In the entries that follow, find the line containing "ticker search endpoint"; from there, copy every line exactly through the line containing "or a timeout".
○ ○ ○ ○
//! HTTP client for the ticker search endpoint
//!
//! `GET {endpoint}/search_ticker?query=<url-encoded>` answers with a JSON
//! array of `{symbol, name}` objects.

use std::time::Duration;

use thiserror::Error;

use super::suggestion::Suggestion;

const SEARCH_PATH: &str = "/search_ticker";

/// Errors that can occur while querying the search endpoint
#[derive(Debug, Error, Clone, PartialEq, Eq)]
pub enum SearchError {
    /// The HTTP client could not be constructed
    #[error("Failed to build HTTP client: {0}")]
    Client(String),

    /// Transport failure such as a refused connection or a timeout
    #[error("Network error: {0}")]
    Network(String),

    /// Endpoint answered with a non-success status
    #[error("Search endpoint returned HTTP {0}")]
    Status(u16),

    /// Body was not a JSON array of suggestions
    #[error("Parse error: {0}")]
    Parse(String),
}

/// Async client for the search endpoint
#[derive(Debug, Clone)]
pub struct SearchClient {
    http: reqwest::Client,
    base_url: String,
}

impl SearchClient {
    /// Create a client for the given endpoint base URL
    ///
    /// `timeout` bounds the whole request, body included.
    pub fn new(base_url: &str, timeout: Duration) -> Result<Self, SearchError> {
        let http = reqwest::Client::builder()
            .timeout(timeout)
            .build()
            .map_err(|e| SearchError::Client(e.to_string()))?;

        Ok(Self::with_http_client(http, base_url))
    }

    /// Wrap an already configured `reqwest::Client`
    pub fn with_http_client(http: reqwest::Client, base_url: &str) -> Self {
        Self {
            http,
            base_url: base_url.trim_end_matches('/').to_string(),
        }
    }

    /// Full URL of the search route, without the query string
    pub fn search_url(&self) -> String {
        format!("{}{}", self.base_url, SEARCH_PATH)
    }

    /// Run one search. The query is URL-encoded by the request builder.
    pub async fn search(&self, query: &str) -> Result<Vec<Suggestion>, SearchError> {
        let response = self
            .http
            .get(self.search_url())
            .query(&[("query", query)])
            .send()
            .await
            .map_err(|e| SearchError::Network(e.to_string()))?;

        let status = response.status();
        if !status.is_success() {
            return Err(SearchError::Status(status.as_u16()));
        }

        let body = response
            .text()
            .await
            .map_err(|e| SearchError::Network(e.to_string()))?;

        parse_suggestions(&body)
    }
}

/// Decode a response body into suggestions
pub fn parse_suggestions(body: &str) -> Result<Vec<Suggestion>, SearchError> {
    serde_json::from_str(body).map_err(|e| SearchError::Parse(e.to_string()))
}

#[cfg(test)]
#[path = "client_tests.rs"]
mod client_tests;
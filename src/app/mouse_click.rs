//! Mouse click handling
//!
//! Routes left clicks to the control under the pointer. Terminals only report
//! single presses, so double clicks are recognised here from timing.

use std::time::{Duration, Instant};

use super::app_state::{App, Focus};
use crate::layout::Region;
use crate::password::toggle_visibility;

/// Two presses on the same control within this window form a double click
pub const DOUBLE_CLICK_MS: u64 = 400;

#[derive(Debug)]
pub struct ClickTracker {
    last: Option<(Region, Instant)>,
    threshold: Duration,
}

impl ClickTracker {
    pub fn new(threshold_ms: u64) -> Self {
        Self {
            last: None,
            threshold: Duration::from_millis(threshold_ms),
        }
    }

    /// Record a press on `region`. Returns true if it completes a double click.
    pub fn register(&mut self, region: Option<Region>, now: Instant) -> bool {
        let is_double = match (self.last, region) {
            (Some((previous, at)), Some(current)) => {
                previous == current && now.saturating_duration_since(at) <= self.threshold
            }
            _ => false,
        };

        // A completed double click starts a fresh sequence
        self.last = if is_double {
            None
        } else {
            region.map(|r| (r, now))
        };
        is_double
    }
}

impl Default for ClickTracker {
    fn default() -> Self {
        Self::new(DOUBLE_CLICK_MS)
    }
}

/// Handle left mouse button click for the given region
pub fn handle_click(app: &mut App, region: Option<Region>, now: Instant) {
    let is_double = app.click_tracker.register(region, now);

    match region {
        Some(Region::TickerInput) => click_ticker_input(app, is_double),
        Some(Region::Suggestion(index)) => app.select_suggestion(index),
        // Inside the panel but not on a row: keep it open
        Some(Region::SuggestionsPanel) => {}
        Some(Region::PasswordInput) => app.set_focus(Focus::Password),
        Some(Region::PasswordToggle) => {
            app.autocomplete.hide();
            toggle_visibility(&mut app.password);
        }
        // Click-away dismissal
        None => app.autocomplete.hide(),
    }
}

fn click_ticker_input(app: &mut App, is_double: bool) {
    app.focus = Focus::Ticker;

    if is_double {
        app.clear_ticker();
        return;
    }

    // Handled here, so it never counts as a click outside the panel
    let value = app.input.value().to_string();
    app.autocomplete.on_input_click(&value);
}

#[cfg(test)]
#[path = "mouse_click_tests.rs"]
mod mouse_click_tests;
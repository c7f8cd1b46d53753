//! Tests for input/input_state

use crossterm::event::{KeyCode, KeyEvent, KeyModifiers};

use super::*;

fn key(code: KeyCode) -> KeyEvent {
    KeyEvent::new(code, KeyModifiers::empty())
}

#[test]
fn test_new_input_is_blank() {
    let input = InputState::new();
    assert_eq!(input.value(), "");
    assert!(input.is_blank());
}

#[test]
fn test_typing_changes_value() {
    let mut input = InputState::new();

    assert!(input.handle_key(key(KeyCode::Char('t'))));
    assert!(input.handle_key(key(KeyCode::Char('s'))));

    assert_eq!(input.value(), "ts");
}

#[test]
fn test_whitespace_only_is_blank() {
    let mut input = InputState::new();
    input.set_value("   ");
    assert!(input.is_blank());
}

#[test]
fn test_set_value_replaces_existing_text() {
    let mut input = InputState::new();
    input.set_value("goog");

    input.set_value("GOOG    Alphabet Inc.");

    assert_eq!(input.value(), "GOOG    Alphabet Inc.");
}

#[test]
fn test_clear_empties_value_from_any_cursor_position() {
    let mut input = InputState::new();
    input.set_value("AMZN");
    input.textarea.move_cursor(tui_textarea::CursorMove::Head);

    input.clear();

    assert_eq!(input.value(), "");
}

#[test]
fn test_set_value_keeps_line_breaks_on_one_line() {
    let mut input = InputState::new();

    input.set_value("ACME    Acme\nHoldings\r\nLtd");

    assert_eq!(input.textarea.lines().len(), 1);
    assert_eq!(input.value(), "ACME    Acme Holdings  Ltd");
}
○ ○ ○ ○
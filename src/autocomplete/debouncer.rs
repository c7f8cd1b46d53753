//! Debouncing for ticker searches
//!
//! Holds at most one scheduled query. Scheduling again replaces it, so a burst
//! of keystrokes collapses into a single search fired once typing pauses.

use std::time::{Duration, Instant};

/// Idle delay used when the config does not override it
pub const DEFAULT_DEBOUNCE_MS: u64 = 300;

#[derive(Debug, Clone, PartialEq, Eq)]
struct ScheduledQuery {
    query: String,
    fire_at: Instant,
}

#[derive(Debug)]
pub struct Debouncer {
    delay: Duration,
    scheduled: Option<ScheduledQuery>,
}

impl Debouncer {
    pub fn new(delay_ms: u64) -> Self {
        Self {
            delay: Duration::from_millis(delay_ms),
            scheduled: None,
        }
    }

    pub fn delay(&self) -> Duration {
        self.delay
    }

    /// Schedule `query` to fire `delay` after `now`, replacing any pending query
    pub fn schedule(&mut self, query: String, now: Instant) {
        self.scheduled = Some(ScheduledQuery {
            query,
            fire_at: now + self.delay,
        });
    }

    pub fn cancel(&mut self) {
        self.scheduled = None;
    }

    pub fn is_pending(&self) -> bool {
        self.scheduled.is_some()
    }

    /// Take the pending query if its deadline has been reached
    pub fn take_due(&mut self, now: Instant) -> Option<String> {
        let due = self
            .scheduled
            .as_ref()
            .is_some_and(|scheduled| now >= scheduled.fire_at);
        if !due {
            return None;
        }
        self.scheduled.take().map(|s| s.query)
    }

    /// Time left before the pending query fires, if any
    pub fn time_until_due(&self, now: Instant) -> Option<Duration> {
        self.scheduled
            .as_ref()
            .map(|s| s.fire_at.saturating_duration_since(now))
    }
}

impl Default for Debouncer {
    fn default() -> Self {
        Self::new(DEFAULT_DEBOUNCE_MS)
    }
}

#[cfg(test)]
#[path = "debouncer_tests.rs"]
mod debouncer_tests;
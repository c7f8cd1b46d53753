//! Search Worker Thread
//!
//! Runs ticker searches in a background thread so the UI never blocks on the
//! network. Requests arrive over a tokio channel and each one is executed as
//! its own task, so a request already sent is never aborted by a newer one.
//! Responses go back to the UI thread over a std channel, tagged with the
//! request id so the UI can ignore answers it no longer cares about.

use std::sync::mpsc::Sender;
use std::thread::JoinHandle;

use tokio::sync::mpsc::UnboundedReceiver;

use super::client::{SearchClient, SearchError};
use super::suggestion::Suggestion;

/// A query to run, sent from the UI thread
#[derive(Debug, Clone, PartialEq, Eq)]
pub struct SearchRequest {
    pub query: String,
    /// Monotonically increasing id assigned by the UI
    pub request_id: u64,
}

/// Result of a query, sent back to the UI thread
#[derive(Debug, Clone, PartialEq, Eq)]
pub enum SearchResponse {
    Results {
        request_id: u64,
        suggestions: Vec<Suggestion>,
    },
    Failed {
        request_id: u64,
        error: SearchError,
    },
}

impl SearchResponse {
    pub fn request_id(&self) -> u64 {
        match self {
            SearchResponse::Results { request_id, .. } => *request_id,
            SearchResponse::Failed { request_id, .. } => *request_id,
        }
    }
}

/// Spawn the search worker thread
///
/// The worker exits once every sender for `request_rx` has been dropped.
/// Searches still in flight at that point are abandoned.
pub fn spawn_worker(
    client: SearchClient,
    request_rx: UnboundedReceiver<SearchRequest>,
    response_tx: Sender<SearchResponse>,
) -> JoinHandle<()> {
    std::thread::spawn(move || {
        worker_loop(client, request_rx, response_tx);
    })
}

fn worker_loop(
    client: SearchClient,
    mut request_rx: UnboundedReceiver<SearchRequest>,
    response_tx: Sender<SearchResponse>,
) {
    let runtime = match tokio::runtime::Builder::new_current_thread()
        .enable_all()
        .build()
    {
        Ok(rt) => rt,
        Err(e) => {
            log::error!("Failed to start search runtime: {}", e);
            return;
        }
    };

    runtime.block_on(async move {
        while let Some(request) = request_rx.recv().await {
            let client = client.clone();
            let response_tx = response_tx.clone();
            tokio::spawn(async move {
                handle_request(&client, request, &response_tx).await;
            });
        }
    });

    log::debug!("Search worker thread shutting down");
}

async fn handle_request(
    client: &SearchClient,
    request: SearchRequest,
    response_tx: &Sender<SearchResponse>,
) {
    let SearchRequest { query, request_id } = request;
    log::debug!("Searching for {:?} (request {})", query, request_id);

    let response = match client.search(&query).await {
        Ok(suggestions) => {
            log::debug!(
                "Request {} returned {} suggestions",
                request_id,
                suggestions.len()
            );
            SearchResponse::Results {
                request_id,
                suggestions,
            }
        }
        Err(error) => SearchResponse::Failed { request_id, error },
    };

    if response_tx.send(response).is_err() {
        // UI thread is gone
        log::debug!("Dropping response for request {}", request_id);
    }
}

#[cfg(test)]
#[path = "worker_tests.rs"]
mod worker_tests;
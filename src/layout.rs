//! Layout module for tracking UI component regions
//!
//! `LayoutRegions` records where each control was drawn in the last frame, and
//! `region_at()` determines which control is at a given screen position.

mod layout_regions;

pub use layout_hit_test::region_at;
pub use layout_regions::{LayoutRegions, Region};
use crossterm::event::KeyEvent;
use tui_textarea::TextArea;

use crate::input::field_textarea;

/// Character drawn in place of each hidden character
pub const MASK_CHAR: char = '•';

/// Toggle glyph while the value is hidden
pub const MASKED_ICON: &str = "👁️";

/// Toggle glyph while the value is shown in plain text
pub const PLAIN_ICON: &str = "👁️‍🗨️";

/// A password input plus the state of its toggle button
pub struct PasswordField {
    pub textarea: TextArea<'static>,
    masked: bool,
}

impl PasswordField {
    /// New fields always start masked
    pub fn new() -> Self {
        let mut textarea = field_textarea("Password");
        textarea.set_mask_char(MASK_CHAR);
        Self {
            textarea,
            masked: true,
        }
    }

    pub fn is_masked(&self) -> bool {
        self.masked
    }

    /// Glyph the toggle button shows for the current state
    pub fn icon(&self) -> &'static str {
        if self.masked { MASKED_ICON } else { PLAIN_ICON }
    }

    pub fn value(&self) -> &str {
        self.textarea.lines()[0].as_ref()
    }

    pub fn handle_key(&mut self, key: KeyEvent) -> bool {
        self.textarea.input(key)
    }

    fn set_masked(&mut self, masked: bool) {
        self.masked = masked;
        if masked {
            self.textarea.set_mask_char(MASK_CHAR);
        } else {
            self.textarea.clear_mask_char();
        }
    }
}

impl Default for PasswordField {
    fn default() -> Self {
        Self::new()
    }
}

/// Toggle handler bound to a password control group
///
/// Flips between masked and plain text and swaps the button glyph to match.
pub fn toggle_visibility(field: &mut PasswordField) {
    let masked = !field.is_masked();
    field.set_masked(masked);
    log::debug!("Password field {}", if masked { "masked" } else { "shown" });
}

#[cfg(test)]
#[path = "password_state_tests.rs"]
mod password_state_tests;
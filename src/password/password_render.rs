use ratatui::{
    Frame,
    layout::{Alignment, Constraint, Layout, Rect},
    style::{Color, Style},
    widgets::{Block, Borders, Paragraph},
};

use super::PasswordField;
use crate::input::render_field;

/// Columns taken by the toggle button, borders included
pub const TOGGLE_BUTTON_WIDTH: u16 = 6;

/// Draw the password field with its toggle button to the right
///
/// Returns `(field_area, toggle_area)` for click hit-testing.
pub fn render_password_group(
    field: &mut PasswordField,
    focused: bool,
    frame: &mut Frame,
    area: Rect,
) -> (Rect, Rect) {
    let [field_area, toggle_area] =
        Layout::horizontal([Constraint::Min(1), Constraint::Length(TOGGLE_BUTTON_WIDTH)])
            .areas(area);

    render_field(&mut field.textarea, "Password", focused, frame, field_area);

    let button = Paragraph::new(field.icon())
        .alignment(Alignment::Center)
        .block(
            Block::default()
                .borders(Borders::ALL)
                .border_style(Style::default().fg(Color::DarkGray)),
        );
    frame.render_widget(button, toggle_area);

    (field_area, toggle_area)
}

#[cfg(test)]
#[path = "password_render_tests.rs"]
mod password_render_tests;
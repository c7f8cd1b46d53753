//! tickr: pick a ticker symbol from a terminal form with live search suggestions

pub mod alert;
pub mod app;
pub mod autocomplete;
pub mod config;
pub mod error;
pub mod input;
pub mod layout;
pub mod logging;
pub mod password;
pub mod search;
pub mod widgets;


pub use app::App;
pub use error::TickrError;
○ ○ ○ ○
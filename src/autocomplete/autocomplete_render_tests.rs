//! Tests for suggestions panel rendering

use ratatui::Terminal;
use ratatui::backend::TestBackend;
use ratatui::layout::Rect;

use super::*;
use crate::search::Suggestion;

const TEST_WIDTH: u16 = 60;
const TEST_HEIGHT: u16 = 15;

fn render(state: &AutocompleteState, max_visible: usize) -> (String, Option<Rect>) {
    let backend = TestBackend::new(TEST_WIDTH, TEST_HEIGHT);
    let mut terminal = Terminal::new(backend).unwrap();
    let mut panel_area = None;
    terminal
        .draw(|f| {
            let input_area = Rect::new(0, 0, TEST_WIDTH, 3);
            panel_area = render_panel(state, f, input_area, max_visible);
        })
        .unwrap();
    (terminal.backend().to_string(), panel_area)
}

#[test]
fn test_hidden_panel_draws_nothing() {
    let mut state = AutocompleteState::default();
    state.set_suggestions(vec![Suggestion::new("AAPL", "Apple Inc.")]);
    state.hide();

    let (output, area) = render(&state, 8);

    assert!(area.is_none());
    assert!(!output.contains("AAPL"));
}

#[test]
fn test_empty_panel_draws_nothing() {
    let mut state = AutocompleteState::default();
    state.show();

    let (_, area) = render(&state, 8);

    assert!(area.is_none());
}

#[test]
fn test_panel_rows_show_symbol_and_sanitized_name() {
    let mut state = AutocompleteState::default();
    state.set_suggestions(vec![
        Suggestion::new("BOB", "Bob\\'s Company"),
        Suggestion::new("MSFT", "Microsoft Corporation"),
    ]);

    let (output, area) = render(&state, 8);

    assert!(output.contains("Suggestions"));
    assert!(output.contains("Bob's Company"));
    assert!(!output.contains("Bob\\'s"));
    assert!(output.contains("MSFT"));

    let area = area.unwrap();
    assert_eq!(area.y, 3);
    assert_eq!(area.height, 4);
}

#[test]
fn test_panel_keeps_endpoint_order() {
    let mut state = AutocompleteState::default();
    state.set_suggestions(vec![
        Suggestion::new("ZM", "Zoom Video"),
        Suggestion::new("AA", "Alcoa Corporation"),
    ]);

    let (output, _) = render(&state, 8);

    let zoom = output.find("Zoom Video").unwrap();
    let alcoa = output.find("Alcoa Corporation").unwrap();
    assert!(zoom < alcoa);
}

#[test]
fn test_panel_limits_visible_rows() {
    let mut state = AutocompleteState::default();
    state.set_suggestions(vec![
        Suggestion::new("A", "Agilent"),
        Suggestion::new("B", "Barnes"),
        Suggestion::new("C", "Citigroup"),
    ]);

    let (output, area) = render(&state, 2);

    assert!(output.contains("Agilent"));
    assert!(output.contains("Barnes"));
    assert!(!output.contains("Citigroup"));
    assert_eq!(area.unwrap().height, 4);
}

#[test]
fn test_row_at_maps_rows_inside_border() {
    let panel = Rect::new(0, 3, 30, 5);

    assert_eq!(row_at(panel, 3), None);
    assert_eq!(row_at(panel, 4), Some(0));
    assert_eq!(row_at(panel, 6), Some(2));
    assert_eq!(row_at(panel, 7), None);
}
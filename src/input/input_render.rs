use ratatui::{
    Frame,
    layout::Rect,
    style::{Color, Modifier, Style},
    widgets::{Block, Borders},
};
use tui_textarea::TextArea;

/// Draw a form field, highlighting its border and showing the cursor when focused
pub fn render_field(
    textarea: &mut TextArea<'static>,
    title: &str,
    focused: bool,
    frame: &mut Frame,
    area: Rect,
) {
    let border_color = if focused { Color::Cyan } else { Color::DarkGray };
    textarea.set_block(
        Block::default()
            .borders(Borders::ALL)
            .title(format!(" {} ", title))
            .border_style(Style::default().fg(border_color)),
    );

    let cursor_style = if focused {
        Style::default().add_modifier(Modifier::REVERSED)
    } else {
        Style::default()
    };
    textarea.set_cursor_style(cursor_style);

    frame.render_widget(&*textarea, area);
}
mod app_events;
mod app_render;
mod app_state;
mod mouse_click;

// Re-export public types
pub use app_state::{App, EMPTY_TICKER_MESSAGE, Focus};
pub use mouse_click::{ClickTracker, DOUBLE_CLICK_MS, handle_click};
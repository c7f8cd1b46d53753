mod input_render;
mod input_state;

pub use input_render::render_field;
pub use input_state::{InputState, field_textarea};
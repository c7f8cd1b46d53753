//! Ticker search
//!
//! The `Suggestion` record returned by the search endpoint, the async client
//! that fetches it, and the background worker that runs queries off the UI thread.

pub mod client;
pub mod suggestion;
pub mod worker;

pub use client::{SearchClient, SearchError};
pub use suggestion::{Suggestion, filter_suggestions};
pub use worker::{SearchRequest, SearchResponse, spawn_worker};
○ ○ ○ ○
> Output for this task
//! HTTP client for the ticker search endpoint
//!
//! `GET {endpoint}/search_ticker?query=<url-encoded>` answers with a JSON
//! array of `{symbol, name}` objects.

use std::time::Duration;

use thiserror::Error;

use super::suggestion::Suggestion;

const SEARCH_PATH: &str = "/search_ticker";

/// Errors that can occur while querying the search endpoint
#[derive(Debug, Error, Clone, PartialEq, Eq)]
pub enum SearchError {
    /// The HTTP client could not be constructed
    #[error("Failed to build HTTP client: {0}")]
    Client(String),

    /// Transport failure such as a refused connection or a timeout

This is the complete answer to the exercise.